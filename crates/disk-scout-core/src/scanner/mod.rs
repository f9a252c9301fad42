//! Tree scanner: one depth-first, post-order walk of a directory tree
//! producing per-directory aggregates, a bounded largest-files list,
//! per-extension statistics and per-directory file manifests.

mod top_files;

pub use top_files::TopFiles;

use ahash::AHashMap;
use glob::Pattern;
use std::fs;
use std::path::{Path, PathBuf};
use std::sync::mpsc::Sender;
use std::time::{Duration, Instant, UNIX_EPOCH};
use tracing::debug;

use crate::error::Error;
use crate::messages::{ScanMessage, ScanProgressMessage};
use crate::model::{DirectoryNode, ExtensionStat, FileRecord, ScanOutcome, TopFile};
use crate::worker::{self, CancelToken, WorkerHandle};

pub const DEFAULT_TOP_FILES: usize = 100;

const PROGRESS_INTERVAL: Duration = Duration::from_millis(200);

#[derive(Debug, Clone)]
pub struct ScanOptions {
    pub top_files: usize,
    pub ignore_patterns: Vec<Pattern>,
}

impl Default for ScanOptions {
    fn default() -> Self {
        Self {
            top_files: DEFAULT_TOP_FILES,
            ignore_patterns: Vec::new(),
        }
    }
}

/// Spawn a scan worker for `root`. The handle's channel yields throttled
/// `Progress` messages, then one `Complete` or `Error`. A cancelled scan
/// sends neither; its partial tree is never exposed.
pub fn spawn_scan(root: PathBuf, options: ScanOptions) -> WorkerHandle<ScanMessage> {
    worker::spawn(move |tx, cancel| match scan_tree(&root, &options, &tx, &cancel) {
        Ok(outcome) => {
            let _ = tx.send(ScanMessage::Complete(Box::new(outcome)));
        }
        Err(Error::Cancelled) => {}
        Err(err) => {
            let _ = tx.send(ScanMessage::Error(err.to_string()));
        }
    })
}

/// Walk `root` once and build the full scan outcome.
///
/// Only a failure to open `root` itself is fatal. Every other inaccessible
/// entry increments `errors_count` and the traversal continues.
pub fn scan_tree(
    root: &Path,
    options: &ScanOptions,
    tx: &Sender<ScanMessage>,
    cancel: &CancelToken,
) -> Result<ScanOutcome, Error> {
    let mut ctx = ScanContext {
        options,
        tx,
        cancel,
        tree: AHashMap::new(),
        top_files: TopFiles::new(options.top_files),
        extension_stats: AHashMap::new(),
        dir_files: AHashMap::new(),
        dirs_scanned: 0,
        files_found: 0,
        total_size: 0,
        errors_count: 0,
        last_progress: Instant::now(),
    };

    ctx.scan_dir(root, 0)?;

    Ok(ScanOutcome {
        tree: ctx.tree,
        root: root.to_path_buf(),
        top_files: ctx.top_files.into_sorted_vec(),
        extension_stats: ctx.extension_stats,
        dir_files: ctx.dir_files,
        dirs_scanned: ctx.dirs_scanned,
        files_found: ctx.files_found,
        total_size: ctx.total_size,
        errors_count: ctx.errors_count,
    })
}

/// All traversal state for one scan invocation; owned by it, released with
/// it.
struct ScanContext<'a> {
    options: &'a ScanOptions,
    tx: &'a Sender<ScanMessage>,
    cancel: &'a CancelToken,
    tree: AHashMap<PathBuf, DirectoryNode>,
    top_files: TopFiles,
    extension_stats: AHashMap<String, ExtensionStat>,
    dir_files: AHashMap<PathBuf, Vec<FileRecord>>,
    dirs_scanned: u64,
    files_found: u64,
    total_size: u64,
    errors_count: u64,
    last_progress: Instant,
}

impl ScanContext<'_> {
    /// Process one directory post-order and return the total bytes under it.
    fn scan_dir(&mut self, dir: &Path, depth: usize) -> Result<u64, Error> {
        if self.cancel.is_cancelled() {
            return Err(Error::Cancelled);
        }

        let entries = match fs::read_dir(dir) {
            Ok(entries) => entries,
            Err(source) => {
                if depth == 0 {
                    return Err(Error::RootAccess {
                        path: dir.to_path_buf(),
                        source,
                    });
                }
                debug!("Cannot read directory {}: {}", dir.display(), source);
                self.errors_count += 1;
                self.insert_node(dir, 0, 0, 0, 0, Vec::new());
                return Ok(0);
            }
        };

        let mut own_size = 0u64;
        let mut file_count = 0usize;
        let mut manifest: Vec<FileRecord> = Vec::new();
        let mut subdirs: Vec<PathBuf> = Vec::new();

        for entry_result in entries {
            let entry = match entry_result {
                Ok(entry) => entry,
                Err(err) => {
                    debug!("Cannot read entry in {}: {}", dir.display(), err);
                    self.errors_count += 1;
                    continue;
                }
            };

            let path = entry.path();
            if self.is_ignored(&path) {
                continue;
            }

            let file_type = match entry.file_type() {
                Ok(file_type) => file_type,
                Err(err) => {
                    debug!("Cannot determine type of {}: {}", path.display(), err);
                    self.errors_count += 1;
                    continue;
                }
            };

            // Symlinks and junctions are never followed: cycles and
            // double-counting.
            if file_type.is_symlink() {
                continue;
            }

            if file_type.is_dir() {
                subdirs.push(path);
            } else if file_type.is_file() {
                let metadata = match entry.metadata() {
                    Ok(metadata) => metadata,
                    Err(err) => {
                        debug!("Cannot stat {}: {}", path.display(), err);
                        self.errors_count += 1;
                        continue;
                    }
                };

                let size = metadata.len();
                let mtime = mtime_secs(&metadata);
                let name = entry.file_name().to_string_lossy().into_owned();
                let ext = file_extension(&name);

                own_size += size;
                file_count += 1;
                self.files_found += 1;
                self.total_size += size;

                let stat = self.extension_stats.entry(ext.clone()).or_default();
                stat.count += 1;
                stat.total_size += size;

                self.top_files.accept(TopFile {
                    path,
                    size,
                    mtime,
                });
                manifest.push(FileRecord {
                    name,
                    size,
                    ext,
                    mtime,
                });

                self.maybe_emit_progress(dir);
            }
        }

        let mut children: Vec<(PathBuf, u64)> = Vec::with_capacity(subdirs.len());
        for sub in subdirs {
            let child_size = self.scan_dir(&sub, depth + 1)?;
            children.push((sub, child_size));
        }
        children.sort_by(|a, b| b.1.cmp(&a.1));

        let child_total: u64 = children.iter().map(|(_, size)| size).sum();
        let dir_count = children.len();
        let children_paths: Vec<PathBuf> = children.into_iter().map(|(path, _)| path).collect();

        if !manifest.is_empty() {
            self.dir_files.insert(dir.to_path_buf(), manifest);
        }

        let total = own_size + child_total;
        self.insert_node(dir, total, own_size, file_count, dir_count, children_paths);
        self.maybe_emit_progress(dir);

        Ok(total)
    }

    fn insert_node(
        &mut self,
        dir: &Path,
        size: u64,
        own_size: u64,
        file_count: usize,
        dir_count: usize,
        children_paths: Vec<PathBuf>,
    ) {
        let name = dir
            .file_name()
            .map(|n| n.to_string_lossy().into_owned())
            .unwrap_or_else(|| dir.display().to_string());

        self.tree.insert(
            dir.to_path_buf(),
            DirectoryNode {
                path: dir.to_path_buf(),
                name,
                size,
                own_size,
                file_count,
                dir_count,
                children_paths,
            },
        );
        self.dirs_scanned += 1;
    }

    fn is_ignored(&self, path: &Path) -> bool {
        self.options
            .ignore_patterns
            .iter()
            .any(|pattern| pattern.matches_path(path))
    }

    /// Progress is throttled to wall-clock cadence so the channel is never
    /// flooded regardless of host speed.
    fn maybe_emit_progress(&mut self, current: &Path) {
        if self.last_progress.elapsed() < PROGRESS_INTERVAL {
            return;
        }
        self.last_progress = Instant::now();
        let _ = self.tx.send(ScanMessage::Progress(ScanProgressMessage {
            current_path: current.to_path_buf(),
            dirs_scanned: self.dirs_scanned,
            files_found: self.files_found,
            total_size: self.total_size,
            errors_count: self.errors_count,
        }));
    }
}

fn mtime_secs(metadata: &fs::Metadata) -> f64 {
    metadata
        .modified()
        .ok()
        .and_then(|t| t.duration_since(UNIX_EPOCH).ok())
        .map(|d| d.as_secs_f64())
        .unwrap_or(0.0)
}

fn file_extension(name: &str) -> String {
    Path::new(name)
        .extension()
        .map(|ext| format!(".{}", ext.to_string_lossy().to_lowercase()))
        .unwrap_or_default()
}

☆ ☆ ☆

WORK REQUEST -
For the listing above, identify each line bearing "ScanOutcome".

OUTPUT FOR THIS TASK -
use crate::model::{DirectoryNode, ExtensionStat, FileRecord, ScanOutcome, TopFile};
) -> Result<ScanOutcome, Error> {
    Ok(ScanOutcome {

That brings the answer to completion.